▶ _WHAT YOU WILL DO_
After finding the line with "repository ddff8757f4414dc6" in the entries below, retype exactly each line from there through the line with "is validated together.", including that final line.

(Stored items)
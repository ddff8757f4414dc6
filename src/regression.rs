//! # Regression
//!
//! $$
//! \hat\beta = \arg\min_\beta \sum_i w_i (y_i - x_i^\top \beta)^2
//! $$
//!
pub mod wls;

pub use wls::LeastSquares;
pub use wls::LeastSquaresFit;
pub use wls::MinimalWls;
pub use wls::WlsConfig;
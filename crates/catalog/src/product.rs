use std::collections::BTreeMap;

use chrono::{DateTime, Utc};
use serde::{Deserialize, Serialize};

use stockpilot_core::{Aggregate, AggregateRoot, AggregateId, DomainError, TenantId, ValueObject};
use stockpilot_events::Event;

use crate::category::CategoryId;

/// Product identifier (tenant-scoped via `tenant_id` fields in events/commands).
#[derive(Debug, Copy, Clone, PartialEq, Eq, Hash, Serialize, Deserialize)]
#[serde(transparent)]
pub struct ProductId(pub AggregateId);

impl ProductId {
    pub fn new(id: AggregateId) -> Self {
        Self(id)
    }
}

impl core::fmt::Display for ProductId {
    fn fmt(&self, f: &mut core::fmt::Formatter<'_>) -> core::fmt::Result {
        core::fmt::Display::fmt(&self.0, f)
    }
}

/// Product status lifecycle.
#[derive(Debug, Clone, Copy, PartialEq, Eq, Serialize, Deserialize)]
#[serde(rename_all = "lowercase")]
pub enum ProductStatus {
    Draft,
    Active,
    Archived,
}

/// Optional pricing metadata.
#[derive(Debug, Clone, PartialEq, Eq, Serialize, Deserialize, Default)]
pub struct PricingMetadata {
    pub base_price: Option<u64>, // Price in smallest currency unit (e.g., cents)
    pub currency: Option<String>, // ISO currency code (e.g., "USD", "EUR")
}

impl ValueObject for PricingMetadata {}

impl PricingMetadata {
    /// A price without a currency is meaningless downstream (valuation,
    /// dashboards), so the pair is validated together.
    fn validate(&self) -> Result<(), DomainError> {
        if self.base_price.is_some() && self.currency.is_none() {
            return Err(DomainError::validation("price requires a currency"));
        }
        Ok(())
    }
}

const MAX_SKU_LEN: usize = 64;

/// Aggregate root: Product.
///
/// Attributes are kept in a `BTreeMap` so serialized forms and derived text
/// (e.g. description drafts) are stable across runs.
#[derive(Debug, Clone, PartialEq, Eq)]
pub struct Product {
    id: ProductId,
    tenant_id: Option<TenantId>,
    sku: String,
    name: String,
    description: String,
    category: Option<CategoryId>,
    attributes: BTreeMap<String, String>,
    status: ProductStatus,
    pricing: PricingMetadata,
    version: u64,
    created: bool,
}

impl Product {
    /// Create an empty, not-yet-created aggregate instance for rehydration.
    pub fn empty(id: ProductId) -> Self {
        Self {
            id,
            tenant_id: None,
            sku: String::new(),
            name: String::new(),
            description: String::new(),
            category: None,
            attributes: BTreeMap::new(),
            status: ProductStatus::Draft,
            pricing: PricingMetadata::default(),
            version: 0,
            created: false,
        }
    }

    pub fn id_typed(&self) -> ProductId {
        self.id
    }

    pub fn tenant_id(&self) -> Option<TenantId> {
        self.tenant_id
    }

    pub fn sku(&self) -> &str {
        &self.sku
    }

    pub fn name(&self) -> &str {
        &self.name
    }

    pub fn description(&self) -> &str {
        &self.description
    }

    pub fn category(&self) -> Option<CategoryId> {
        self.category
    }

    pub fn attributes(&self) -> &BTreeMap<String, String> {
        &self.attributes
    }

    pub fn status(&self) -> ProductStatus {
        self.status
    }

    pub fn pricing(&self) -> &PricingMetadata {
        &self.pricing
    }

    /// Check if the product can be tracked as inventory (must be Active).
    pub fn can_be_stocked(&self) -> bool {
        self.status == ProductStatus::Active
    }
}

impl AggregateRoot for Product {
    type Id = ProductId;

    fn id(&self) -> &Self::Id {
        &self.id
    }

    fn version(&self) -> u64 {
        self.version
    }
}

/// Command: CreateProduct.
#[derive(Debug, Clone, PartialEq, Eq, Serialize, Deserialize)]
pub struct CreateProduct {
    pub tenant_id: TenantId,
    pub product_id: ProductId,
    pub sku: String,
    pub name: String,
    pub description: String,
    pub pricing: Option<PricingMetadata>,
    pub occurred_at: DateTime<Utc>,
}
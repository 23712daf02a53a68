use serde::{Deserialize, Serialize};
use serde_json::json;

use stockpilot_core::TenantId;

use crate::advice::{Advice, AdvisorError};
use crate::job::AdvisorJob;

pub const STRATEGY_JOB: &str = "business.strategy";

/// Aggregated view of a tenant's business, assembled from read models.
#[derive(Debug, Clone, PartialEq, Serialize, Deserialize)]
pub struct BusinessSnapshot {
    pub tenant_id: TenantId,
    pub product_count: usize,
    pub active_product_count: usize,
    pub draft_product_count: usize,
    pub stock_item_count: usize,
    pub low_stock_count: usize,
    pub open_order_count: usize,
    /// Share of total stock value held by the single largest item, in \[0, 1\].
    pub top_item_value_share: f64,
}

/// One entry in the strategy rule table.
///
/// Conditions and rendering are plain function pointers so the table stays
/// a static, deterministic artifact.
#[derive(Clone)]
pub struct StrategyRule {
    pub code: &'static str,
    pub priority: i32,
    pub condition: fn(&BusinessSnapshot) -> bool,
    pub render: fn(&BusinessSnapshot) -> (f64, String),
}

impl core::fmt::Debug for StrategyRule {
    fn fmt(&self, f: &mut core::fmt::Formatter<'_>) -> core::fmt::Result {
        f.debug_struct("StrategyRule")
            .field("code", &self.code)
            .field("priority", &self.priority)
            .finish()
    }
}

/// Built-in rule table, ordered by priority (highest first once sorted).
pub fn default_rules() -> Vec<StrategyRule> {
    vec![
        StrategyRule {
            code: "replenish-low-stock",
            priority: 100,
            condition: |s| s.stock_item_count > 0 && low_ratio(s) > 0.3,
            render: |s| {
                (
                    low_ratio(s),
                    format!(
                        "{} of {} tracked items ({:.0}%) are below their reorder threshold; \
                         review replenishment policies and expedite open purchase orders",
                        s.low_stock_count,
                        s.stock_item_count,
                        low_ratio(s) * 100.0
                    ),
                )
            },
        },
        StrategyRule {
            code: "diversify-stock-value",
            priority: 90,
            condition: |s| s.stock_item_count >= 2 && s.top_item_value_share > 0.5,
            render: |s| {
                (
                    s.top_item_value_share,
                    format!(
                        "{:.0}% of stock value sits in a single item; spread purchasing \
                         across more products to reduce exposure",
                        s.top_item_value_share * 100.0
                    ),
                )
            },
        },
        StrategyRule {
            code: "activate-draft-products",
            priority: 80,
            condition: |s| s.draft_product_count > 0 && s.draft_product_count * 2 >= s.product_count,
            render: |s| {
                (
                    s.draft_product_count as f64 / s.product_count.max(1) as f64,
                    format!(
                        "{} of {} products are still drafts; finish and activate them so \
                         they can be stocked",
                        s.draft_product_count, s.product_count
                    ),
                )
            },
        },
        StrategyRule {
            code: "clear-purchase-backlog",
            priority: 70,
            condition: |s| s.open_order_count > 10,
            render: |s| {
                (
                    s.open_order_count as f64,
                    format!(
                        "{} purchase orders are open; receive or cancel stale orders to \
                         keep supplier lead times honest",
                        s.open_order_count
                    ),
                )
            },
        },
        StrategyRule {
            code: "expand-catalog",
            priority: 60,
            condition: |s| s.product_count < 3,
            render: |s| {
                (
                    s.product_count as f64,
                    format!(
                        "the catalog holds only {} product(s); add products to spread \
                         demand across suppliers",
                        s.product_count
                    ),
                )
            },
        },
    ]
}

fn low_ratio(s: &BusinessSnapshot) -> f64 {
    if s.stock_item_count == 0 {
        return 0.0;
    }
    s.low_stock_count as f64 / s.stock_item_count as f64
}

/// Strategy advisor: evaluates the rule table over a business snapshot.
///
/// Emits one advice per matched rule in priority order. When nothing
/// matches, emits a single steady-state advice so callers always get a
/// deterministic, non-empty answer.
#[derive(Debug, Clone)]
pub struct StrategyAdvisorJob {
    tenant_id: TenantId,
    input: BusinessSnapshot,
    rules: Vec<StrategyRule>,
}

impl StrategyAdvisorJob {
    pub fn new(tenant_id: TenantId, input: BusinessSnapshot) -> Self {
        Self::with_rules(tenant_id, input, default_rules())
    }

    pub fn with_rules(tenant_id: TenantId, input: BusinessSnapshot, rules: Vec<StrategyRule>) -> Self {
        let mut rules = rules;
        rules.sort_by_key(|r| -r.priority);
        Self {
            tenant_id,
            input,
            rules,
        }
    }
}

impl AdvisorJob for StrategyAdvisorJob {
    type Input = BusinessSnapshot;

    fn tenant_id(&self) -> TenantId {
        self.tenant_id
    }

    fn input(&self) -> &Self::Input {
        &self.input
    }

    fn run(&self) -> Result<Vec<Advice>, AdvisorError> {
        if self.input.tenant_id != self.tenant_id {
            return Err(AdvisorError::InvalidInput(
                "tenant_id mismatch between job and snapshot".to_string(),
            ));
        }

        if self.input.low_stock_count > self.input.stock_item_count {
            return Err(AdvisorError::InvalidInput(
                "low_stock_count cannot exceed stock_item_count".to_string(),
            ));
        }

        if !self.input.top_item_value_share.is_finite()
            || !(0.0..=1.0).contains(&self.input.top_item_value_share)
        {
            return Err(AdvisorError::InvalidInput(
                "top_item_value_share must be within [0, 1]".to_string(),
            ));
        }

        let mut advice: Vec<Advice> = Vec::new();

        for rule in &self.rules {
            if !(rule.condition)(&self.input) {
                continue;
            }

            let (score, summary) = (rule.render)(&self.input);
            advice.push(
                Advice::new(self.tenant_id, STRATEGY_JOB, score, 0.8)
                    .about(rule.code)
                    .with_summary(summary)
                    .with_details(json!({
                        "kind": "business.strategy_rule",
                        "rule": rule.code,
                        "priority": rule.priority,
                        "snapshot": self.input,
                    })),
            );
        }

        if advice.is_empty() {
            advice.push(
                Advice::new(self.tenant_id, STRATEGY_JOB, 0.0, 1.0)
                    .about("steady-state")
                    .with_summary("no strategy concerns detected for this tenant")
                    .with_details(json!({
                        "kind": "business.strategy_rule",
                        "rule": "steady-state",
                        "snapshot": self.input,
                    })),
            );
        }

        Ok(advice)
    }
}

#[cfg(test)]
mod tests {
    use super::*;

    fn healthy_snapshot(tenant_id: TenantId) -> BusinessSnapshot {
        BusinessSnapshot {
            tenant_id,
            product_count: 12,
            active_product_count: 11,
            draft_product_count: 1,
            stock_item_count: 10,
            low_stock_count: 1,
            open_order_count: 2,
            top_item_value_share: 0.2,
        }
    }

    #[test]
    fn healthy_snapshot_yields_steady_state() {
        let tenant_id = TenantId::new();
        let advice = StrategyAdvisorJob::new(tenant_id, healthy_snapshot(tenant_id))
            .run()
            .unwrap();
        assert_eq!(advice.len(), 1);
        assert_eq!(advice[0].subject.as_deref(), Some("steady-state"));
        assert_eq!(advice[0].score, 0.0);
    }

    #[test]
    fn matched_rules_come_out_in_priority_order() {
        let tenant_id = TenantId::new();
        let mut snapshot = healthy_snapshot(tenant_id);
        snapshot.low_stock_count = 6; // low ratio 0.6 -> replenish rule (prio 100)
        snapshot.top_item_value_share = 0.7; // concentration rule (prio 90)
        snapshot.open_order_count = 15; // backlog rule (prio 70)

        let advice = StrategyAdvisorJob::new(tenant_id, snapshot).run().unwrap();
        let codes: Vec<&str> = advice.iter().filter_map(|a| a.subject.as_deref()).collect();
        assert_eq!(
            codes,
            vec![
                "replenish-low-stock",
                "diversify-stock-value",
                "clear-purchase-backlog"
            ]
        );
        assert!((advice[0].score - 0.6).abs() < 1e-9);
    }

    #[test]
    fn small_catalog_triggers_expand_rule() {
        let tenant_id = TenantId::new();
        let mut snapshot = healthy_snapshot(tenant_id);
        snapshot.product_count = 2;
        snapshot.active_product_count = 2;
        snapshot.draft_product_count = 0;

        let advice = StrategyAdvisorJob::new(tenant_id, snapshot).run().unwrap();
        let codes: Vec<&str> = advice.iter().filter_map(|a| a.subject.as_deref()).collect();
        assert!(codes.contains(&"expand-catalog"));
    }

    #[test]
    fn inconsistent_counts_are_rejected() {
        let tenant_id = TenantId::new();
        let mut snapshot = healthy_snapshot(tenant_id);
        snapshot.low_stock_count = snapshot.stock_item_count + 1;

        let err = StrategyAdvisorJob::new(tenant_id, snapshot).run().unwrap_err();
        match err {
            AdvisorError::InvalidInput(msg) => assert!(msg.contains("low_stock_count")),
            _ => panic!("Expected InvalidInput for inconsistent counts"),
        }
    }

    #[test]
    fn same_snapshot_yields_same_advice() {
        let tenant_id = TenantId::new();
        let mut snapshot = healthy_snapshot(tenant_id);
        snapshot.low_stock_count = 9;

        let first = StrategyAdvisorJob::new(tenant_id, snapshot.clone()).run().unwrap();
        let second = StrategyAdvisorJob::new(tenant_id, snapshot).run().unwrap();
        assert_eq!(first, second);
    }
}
...
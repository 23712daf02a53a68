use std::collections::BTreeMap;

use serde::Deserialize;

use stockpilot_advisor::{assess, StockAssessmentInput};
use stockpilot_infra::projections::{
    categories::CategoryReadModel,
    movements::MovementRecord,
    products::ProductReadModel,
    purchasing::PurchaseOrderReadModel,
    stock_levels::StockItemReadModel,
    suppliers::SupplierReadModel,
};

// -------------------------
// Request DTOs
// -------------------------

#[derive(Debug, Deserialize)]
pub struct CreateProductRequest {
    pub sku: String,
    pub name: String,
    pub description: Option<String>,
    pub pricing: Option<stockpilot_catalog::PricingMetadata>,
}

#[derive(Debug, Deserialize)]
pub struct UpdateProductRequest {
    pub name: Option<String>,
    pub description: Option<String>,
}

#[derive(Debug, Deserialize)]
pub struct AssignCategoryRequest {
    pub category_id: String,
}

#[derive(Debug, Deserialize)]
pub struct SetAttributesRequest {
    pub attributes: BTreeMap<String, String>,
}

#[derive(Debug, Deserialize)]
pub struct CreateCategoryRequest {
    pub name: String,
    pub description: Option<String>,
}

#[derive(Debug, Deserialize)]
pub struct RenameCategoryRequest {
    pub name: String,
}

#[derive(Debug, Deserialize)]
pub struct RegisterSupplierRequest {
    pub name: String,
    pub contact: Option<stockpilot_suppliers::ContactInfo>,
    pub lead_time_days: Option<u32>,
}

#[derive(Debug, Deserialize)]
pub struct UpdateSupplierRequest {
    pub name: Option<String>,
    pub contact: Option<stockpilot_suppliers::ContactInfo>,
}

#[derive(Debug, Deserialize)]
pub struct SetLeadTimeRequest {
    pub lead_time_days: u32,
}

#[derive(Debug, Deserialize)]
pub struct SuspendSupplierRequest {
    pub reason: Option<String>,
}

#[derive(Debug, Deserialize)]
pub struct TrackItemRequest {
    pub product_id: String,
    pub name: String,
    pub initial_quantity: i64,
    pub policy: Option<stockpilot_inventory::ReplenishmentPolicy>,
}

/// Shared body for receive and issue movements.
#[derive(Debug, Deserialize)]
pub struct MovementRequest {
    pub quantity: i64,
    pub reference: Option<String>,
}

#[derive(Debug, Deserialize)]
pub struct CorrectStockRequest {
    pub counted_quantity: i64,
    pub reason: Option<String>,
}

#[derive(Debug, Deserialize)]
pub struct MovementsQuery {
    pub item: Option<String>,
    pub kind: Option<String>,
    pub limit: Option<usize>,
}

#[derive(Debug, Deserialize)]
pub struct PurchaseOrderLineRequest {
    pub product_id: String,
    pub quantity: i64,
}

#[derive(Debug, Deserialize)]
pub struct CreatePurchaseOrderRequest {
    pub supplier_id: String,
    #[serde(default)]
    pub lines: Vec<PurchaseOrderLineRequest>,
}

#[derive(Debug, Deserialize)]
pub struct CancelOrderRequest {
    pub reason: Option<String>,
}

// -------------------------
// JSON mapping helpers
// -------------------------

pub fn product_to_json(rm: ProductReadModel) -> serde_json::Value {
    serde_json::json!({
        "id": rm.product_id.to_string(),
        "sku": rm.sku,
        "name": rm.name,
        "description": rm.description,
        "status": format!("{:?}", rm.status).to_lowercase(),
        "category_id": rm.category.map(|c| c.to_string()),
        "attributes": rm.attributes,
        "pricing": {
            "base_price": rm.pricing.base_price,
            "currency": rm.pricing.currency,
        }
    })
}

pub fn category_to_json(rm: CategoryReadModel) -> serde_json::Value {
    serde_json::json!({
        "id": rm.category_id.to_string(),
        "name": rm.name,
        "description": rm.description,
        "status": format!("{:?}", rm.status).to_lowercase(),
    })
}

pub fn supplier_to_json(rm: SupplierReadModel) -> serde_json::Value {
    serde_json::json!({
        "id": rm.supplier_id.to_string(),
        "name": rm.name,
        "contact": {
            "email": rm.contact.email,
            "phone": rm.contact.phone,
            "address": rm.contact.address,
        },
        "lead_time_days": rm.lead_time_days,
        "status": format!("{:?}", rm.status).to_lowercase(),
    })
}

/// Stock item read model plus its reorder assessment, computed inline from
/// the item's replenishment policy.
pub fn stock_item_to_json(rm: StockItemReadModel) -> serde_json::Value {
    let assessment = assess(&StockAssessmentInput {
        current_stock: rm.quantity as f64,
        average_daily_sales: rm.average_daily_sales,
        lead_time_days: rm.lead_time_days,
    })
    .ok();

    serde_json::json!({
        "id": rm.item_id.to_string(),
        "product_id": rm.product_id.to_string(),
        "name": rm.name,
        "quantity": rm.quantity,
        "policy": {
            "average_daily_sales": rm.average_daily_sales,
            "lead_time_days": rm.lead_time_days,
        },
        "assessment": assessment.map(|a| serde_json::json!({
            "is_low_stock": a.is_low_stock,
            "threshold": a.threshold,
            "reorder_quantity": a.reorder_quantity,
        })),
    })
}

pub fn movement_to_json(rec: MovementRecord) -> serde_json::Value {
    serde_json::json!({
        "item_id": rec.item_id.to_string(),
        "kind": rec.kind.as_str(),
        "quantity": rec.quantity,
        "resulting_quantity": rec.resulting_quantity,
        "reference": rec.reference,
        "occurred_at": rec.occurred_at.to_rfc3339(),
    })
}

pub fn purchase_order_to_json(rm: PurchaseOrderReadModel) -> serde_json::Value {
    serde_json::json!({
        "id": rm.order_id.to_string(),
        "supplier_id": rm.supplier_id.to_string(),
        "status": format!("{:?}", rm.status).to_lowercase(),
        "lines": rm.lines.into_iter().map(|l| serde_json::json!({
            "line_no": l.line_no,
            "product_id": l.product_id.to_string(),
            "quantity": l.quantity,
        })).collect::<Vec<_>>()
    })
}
--
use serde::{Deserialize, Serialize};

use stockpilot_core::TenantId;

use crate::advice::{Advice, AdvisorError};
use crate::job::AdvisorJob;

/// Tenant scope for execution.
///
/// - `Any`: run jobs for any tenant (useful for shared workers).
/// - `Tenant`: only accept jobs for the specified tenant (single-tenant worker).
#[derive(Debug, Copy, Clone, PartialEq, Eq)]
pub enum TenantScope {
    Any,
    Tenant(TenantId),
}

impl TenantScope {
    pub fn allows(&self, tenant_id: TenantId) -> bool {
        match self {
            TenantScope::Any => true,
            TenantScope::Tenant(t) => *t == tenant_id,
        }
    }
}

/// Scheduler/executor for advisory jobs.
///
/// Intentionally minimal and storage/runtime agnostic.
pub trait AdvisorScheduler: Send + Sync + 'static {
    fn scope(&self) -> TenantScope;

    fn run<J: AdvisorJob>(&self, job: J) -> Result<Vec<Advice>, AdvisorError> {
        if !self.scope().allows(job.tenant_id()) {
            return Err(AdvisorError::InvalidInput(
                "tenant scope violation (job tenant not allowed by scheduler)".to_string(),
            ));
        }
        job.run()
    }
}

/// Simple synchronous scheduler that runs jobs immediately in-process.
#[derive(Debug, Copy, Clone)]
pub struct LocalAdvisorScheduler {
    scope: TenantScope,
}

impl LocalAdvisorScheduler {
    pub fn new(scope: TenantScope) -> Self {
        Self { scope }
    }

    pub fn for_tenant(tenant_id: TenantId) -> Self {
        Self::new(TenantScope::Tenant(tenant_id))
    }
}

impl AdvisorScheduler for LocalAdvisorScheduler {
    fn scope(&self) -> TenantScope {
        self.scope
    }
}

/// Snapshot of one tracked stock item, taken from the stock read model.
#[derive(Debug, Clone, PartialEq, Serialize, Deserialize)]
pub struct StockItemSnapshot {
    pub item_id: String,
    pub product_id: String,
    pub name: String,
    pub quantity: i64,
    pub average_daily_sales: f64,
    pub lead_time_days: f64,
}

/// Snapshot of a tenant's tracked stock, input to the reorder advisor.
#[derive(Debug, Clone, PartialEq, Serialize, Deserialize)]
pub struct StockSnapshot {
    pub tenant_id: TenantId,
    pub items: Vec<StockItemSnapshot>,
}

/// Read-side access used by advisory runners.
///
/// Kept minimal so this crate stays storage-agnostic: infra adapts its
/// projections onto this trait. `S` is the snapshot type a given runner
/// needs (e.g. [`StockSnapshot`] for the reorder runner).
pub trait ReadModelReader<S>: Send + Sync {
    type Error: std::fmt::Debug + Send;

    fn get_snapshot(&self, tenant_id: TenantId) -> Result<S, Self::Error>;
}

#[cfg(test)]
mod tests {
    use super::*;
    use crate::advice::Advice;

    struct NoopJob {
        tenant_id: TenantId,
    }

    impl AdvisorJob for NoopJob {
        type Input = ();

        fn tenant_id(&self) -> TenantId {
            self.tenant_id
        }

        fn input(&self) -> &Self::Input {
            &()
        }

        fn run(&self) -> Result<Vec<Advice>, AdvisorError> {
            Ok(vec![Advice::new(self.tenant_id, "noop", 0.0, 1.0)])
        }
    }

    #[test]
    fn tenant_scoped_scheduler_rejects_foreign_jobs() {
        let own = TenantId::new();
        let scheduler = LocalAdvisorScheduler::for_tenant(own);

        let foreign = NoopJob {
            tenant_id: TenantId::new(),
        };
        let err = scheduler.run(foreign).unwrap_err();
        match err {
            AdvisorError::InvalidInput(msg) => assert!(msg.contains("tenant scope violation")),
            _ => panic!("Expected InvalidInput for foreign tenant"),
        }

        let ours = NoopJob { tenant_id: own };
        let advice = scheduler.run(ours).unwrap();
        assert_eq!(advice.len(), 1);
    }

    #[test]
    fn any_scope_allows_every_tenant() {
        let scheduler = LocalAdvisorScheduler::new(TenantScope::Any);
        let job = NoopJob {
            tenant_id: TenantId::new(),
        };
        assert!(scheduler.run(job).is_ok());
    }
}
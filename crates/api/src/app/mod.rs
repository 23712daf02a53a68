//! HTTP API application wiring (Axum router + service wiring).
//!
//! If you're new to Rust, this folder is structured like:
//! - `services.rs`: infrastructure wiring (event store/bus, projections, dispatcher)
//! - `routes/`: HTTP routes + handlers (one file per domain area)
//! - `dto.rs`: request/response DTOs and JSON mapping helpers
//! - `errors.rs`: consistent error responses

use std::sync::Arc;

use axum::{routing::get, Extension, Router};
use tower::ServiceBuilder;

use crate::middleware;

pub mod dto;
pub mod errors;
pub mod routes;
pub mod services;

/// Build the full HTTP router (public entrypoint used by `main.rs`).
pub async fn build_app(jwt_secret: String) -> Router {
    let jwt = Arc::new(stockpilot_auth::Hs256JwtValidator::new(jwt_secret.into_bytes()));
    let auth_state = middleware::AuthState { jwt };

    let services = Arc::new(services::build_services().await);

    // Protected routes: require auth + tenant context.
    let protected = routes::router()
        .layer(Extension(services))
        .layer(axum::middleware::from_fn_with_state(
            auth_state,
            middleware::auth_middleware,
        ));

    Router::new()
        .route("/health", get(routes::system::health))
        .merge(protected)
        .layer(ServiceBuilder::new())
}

▶ _RESPONSE TO THIS TASK_
repository ddff8757f4414dc6
filename src/regression.rs
//! # Regression
//!
//! $$
//! \hat\beta = \arg\min_\beta \sum_i w_i (y_i - x_i^\top \beta)^2
//! $$
//!
pub mod wls;

pub use wls::LeastSquares;
pub use wls::LeastSquaresFit;
pub use wls::MinimalWls;
pub use wls::WlsConfig;
filename crates/catalog/src/product.rs
use std::collections::BTreeMap;

use chrono::{DateTime, Utc};
use serde::{Deserialize, Serialize};

use stockpilot_core::{Aggregate, AggregateRoot, AggregateId, DomainError, TenantId, ValueObject};
use stockpilot_events::Event;

use crate::category::CategoryId;

/// Product identifier (tenant-scoped via `tenant_id` fields in events/commands).
#[derive(Debug, Copy, Clone, PartialEq, Eq, Hash, Serialize, Deserialize)]
#[serde(transparent)]
pub struct ProductId(pub AggregateId);

impl ProductId {
    pub fn new(id: AggregateId) -> Self {
        Self(id)
    }
}

impl core::fmt::Display for ProductId {
    fn fmt(&self, f: &mut core::fmt::Formatter<'_>) -> core::fmt::Result {
        core::fmt::Display::fmt(&self.0, f)
    }
}

/// Product status lifecycle.
#[derive(Debug, Clone, Copy, PartialEq, Eq, Serialize, Deserialize)]
#[serde(rename_all = "lowercase")]
pub enum ProductStatus {
    Draft,
    Active,
    Archived,
}

/// Optional pricing metadata.
#[derive(Debug, Clone, PartialEq, Eq, Serialize, Deserialize, Default)]
pub struct PricingMetadata {
    pub base_price: Option<u64>, // Price in smallest currency unit (e.g., cents)
    pub currency: Option<String>, // ISO currency code (e.g., "USD", "EUR")
}

impl ValueObject for PricingMetadata {}

impl PricingMetadata {
    /// A price without a currency is meaningless downstream (valuation,
    /// dashboards), so the pair is validated together.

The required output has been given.